Image 3: Remote Help Configuration – Allow Remote Help to unenrolled devices

Once Remote Help is configured properly to work with unenrolled devices, the helper will be able to start supporting those users. However, experience on helper’s side may change based on helper being a global admin or not. Now, let’s take a look at two different scenarios and experiences.

Helper Being a Global Administrator

During configuration of the Remote Help service, we need to scope the operator’s role. Usually configuration is made to cover “All devices” of the organization. It is also possible to add groups and have different helpers cover different users / devices in the company.
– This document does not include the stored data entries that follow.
use crate::math::Point2;
use crate::operations::SkipRange;

/// How drawing continues at a marked border sample.
#[derive(Debug, Clone, Copy, PartialEq, Eq)]
pub enum Skip {
    /// Samples from here up to (excluding) the target index are skipped.
    JumpTo(usize),
    /// Every sample from here to the end of the polyline is skipped.
    EndOfLoop,
}

/// An offset polyline annotated with the loops to leave out.
#[derive(Debug, Clone, Default)]
pub struct BorderPolyline {
    points: Vec<Point2>,
    marks: Vec<Option<Skip>>,
}

impl BorderPolyline {
    /// Annotates `points` with the given skip ranges.
    ///
    /// A range wrapping past the last sample becomes an [`Skip::EndOfLoop`]
    /// at its start plus a jump from index 0 to its end.
    #[must_use]
    pub fn new(points: Vec<Point2>, ranges: &[SkipRange]) -> Self {
        let n = points.len();
        let mut marks = vec![None; n];
        for r in ranges {
            if r.start >= n || r.end >= n {
                continue;
            }
            if r.wraps() {
                if r.end > 0 {
                    marks[0] = Some(Skip::JumpTo(match marks[0] {
                        Some(Skip::JumpTo(j)) => j.max(r.end),
                        _ => r.end,
                    }));
                }
                marks[r.start] = Some(Skip::EndOfLoop);
            } else {
                marks[r.start] = Some(Skip::JumpTo(r.end));
            }
        }
        Self { points, marks }
    }

    #[must_use]
    pub fn len(&self) -> usize {
        self.points.len()
    }

    #[must_use]
    pub fn is_empty(&self) -> bool {
        self.points.is_empty()
    }

    /// All samples, skipped ones included.
    #[must_use]
    pub fn points(&self) -> &[Point2] {
        &self.points
    }

    /// The skip mark at index `i`, if any.
    #[must_use]
    pub fn mark(&self, i: usize) -> Option<Skip> {
        self.marks.get(i).copied().flatten()
    }

    /// Samples that survive the skip marks, in order.
    #[must_use]
    pub fn visible_points(&self) -> Vec<Point2> {
        let mut out = Vec::with_capacity(self.points.len());
        let mut i = 0;
        while i < self.points.len() {
            match self.marks[i] {
                None => {
                    out.push(self.points[i]);
                    i += 1;
                }
                Some(Skip::JumpTo(j)) if j > i => i = j,
                Some(_) => break,
            }
        }
        out
    }

    /// First drawable sample reached from index `i` by following marks.
    #[must_use]
    pub fn resolve(&self, i: usize) -> usize {
        let mut target = i;
        for _ in 0..self.points.len() {
            match self.marks[target] {
                None => break,
                Some(Skip::JumpTo(j)) => target = j,
                Some(Skip::EndOfLoop) => match target.checked_sub(1) {
                    Some(prev) => target = prev,
                    None => break,
                },
            }
        }
        target
    }
}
Image 4: Helpdesk Operator Role Assignment – All Devices

Let’s assume a scenario where the helper user also assumes a global administrator role as well. In this case, the helper will start the helping process by sharing their Security Code as seen below.

Image 5: Global Admin starts remote help

The user will enter the security code to Remote Help application in their personal device. Note that the device is a personal unmanaged device.

Image 6: User Enters Security Code

Following the approval process, remote help sharing starts. The only difference from helping a managed device is the warning helper gets highlighting that the device is not enrolled in Microsoft Endpoint Manager and the helper must be careful while entering sensitive data on the endpoint.

Image 7: Remote Help on Unenrolled Endpoint

This is a quite streamlined experience for a helper who is also a global admin. However, it is a bit different for a helper who is only a Helpdesk Operator.  Let’s take a look at that scenario and what needs to be done in order to make it happen.

Helper being a non-Global Administrator

In a more likely scenario where the helper is not a Global Administrator, helper will see an error message when they initiate a connection.

Image 8: Remote Help Permission Error

Reason behind this issue is the fact that role assignment is done on device level, while the device sharer is using can not be found in the tenant – as this is an unenrolled device. In order to support this scenario, role assignments for helpdesk operators should be done at a user level. This is detailed in a note for assign users to roles section of configure remote help for your tenant documentation available here.

Image 9: Helpdesk Operators Assignment Properties

Once we edit the scope and add the user’s group to the assignment, the helper role will be able to start evaluating users instead of devices and will be able to access unenrolled device.

Image 10: Helpdesk Operator Assignment Properties

From the experience perspective, helper user (Atil) shared their security key with the sharer user (Yaz Ece); sharer user enters the security key to their remote help application and following the approval procedures, helper will be able to view or control sharer’s screen.

Image 11: Sharer Experience – Security Code Entry

Since the device is an unenrolled device which is not managed by Microsoft Endpoint Manager, helpers will see the warning message stating that the security of this device is not guaranteed and needs caution while entering or accessing sensitive information.

Image 12: Remote Help on Unenrolled Endpoint

Wrap Up

Microsoft Intune Remote Help can be used to support users’ personal devices as needed. In order to do that, remote help should be configured in order to allow access to unenrolled devices, also role scope should be set to include users instead of devices. As “All Devices” security principal does not include unenrolled devices by definition.